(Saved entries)
────

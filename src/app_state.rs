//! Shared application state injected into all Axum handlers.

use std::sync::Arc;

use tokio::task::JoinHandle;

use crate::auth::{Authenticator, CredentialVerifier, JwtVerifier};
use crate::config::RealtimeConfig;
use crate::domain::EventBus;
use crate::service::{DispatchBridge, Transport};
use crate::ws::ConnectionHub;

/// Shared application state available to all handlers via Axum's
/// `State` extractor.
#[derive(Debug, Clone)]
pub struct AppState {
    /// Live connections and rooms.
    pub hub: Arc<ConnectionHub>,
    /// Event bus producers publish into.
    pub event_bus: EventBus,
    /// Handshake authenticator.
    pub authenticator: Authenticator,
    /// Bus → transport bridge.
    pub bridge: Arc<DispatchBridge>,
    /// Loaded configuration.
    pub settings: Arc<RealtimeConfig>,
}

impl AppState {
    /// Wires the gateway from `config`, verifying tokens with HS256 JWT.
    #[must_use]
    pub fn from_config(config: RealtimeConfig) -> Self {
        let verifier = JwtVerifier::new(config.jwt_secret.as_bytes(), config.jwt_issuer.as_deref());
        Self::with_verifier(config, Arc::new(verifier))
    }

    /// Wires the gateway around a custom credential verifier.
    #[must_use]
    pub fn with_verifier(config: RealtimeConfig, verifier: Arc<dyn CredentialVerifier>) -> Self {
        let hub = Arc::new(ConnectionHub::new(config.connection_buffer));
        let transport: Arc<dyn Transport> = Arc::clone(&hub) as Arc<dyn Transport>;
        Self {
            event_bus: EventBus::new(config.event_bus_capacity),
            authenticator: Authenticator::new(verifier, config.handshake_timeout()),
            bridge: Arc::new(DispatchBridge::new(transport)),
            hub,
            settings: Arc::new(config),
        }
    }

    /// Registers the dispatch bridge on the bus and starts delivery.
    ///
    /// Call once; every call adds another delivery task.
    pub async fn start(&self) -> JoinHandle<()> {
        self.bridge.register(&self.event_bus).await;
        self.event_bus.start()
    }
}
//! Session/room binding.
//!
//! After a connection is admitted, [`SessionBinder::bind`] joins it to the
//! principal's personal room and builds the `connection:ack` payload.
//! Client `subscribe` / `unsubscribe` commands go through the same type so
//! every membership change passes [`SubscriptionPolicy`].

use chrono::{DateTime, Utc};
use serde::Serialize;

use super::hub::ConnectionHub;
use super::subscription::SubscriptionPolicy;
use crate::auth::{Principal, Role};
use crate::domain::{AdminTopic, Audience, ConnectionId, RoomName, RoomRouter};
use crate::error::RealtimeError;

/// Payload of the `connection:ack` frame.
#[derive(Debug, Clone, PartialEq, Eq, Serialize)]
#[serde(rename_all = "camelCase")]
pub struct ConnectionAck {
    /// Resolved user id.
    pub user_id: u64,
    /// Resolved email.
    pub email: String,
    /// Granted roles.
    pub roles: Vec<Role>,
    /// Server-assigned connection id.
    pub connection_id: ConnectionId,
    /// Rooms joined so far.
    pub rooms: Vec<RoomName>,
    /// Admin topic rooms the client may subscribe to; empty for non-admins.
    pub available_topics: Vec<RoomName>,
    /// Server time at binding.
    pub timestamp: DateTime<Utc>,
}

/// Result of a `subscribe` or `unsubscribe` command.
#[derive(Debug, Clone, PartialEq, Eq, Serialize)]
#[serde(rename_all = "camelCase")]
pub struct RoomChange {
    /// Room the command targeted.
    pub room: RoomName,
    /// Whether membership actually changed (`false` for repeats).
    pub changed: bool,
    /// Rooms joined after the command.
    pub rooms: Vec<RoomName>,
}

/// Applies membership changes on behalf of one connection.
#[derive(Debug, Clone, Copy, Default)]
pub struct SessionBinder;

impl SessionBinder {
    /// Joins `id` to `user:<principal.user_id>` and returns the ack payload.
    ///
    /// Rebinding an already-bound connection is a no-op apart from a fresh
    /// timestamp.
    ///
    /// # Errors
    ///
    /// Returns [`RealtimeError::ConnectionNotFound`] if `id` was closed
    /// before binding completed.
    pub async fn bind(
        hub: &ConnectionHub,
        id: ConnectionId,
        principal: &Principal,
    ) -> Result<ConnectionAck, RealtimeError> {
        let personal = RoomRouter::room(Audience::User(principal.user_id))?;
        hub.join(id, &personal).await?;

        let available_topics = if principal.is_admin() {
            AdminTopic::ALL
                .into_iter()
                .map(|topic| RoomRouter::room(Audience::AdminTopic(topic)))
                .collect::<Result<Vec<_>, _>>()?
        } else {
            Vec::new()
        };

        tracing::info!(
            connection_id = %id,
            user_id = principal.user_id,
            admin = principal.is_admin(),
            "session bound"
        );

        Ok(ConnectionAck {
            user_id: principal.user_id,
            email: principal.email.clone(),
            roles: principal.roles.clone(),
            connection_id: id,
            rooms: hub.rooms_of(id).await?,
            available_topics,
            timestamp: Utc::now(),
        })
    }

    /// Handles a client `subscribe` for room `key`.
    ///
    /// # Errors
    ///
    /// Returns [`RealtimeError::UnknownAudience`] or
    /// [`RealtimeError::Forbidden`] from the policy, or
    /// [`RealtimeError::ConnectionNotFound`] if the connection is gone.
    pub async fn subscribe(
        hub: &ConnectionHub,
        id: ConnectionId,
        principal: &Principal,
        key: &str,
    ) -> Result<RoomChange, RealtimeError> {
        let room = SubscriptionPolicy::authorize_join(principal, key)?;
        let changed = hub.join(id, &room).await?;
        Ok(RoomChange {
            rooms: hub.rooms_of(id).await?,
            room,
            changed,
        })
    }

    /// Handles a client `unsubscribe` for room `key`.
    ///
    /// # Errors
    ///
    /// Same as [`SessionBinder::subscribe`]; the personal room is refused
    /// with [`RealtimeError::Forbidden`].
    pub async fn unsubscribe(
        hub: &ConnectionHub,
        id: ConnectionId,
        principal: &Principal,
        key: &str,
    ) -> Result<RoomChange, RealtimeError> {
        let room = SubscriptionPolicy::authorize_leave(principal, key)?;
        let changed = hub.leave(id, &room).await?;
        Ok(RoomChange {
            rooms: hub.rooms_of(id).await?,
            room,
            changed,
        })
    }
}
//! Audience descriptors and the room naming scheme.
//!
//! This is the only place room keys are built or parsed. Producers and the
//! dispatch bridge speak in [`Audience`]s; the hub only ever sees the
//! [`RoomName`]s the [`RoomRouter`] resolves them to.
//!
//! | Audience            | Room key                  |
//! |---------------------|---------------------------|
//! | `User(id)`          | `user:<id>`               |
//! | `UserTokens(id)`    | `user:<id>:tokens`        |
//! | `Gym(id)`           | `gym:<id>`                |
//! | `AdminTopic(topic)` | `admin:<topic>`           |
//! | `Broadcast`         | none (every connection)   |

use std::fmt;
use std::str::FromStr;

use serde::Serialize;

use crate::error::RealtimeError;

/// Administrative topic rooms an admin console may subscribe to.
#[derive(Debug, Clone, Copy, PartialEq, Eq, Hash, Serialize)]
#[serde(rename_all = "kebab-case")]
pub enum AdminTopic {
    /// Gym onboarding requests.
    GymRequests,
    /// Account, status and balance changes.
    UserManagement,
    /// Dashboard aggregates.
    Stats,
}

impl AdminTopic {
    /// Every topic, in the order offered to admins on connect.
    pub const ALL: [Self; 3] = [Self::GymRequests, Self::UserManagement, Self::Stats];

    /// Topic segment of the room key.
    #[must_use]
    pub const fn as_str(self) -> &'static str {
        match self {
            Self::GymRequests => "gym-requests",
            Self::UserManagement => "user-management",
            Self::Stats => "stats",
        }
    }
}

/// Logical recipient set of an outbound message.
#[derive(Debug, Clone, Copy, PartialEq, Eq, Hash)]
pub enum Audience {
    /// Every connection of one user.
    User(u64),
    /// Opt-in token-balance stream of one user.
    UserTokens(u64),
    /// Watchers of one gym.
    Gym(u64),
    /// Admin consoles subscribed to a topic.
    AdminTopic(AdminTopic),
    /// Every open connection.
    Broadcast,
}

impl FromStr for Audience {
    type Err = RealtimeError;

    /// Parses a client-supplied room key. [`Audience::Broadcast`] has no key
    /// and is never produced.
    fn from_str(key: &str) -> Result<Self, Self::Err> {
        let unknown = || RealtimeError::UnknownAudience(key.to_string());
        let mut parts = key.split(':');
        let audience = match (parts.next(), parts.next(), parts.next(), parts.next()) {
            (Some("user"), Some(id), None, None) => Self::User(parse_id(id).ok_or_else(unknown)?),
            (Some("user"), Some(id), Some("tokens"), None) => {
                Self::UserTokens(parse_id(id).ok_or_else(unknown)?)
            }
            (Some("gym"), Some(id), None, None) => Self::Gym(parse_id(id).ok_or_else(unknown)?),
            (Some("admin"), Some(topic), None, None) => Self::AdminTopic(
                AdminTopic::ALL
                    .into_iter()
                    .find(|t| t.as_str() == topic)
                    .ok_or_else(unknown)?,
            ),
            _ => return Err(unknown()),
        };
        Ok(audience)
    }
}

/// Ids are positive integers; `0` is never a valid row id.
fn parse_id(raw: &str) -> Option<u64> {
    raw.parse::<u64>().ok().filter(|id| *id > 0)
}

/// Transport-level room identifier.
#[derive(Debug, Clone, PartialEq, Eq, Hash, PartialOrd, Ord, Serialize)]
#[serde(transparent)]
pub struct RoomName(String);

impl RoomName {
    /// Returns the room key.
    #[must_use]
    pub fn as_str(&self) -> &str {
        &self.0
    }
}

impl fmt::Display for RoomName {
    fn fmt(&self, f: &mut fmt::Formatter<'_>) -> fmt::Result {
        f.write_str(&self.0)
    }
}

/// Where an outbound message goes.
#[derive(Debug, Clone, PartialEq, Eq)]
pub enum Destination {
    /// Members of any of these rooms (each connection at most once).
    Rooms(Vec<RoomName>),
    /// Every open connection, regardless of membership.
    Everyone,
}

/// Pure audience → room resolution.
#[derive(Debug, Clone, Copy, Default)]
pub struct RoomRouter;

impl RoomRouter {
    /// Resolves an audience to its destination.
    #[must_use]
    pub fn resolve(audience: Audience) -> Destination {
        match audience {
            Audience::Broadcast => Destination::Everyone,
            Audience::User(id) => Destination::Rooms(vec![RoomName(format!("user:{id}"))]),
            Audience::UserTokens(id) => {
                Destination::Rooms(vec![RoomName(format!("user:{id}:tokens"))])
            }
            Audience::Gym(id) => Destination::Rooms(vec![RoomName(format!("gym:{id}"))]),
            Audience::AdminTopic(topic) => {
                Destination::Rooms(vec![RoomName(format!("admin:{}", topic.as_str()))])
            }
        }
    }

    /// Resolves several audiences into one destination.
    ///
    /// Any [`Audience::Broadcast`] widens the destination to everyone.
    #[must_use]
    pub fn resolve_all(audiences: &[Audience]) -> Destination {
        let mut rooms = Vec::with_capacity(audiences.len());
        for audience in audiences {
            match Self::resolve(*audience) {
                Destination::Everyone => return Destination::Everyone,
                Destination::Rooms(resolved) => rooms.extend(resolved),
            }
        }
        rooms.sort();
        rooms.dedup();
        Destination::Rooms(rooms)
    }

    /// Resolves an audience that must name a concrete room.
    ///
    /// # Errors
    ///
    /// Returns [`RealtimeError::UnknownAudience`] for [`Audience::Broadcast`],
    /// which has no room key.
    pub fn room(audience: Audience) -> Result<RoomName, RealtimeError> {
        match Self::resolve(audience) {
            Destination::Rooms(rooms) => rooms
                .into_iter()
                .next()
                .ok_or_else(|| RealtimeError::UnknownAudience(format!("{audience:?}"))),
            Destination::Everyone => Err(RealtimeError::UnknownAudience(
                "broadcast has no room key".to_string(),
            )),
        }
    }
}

────

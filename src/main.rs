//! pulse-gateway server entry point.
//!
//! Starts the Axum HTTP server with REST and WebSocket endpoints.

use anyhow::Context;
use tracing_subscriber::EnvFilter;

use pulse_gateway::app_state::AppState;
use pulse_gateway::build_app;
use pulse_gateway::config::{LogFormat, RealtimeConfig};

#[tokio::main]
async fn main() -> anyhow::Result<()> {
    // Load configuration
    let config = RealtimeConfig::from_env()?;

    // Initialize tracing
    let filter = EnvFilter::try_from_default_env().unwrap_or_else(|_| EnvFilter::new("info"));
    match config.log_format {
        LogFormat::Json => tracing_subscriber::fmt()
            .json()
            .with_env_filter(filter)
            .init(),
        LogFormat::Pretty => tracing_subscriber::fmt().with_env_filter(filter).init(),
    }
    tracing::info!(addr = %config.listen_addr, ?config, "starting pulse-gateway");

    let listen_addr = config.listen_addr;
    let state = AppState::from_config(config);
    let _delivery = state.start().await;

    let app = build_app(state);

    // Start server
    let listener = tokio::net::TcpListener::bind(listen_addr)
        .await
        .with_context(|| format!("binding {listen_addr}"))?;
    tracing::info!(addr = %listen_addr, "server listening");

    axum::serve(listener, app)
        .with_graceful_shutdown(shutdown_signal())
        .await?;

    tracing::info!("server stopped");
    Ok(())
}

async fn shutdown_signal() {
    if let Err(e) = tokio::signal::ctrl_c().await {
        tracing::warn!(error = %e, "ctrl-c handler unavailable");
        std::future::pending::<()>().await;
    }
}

────

**What needs to be done**
Within the data above, how many lines contain "PartialEq"? Respond with the tally alone.

**Problem solution**
6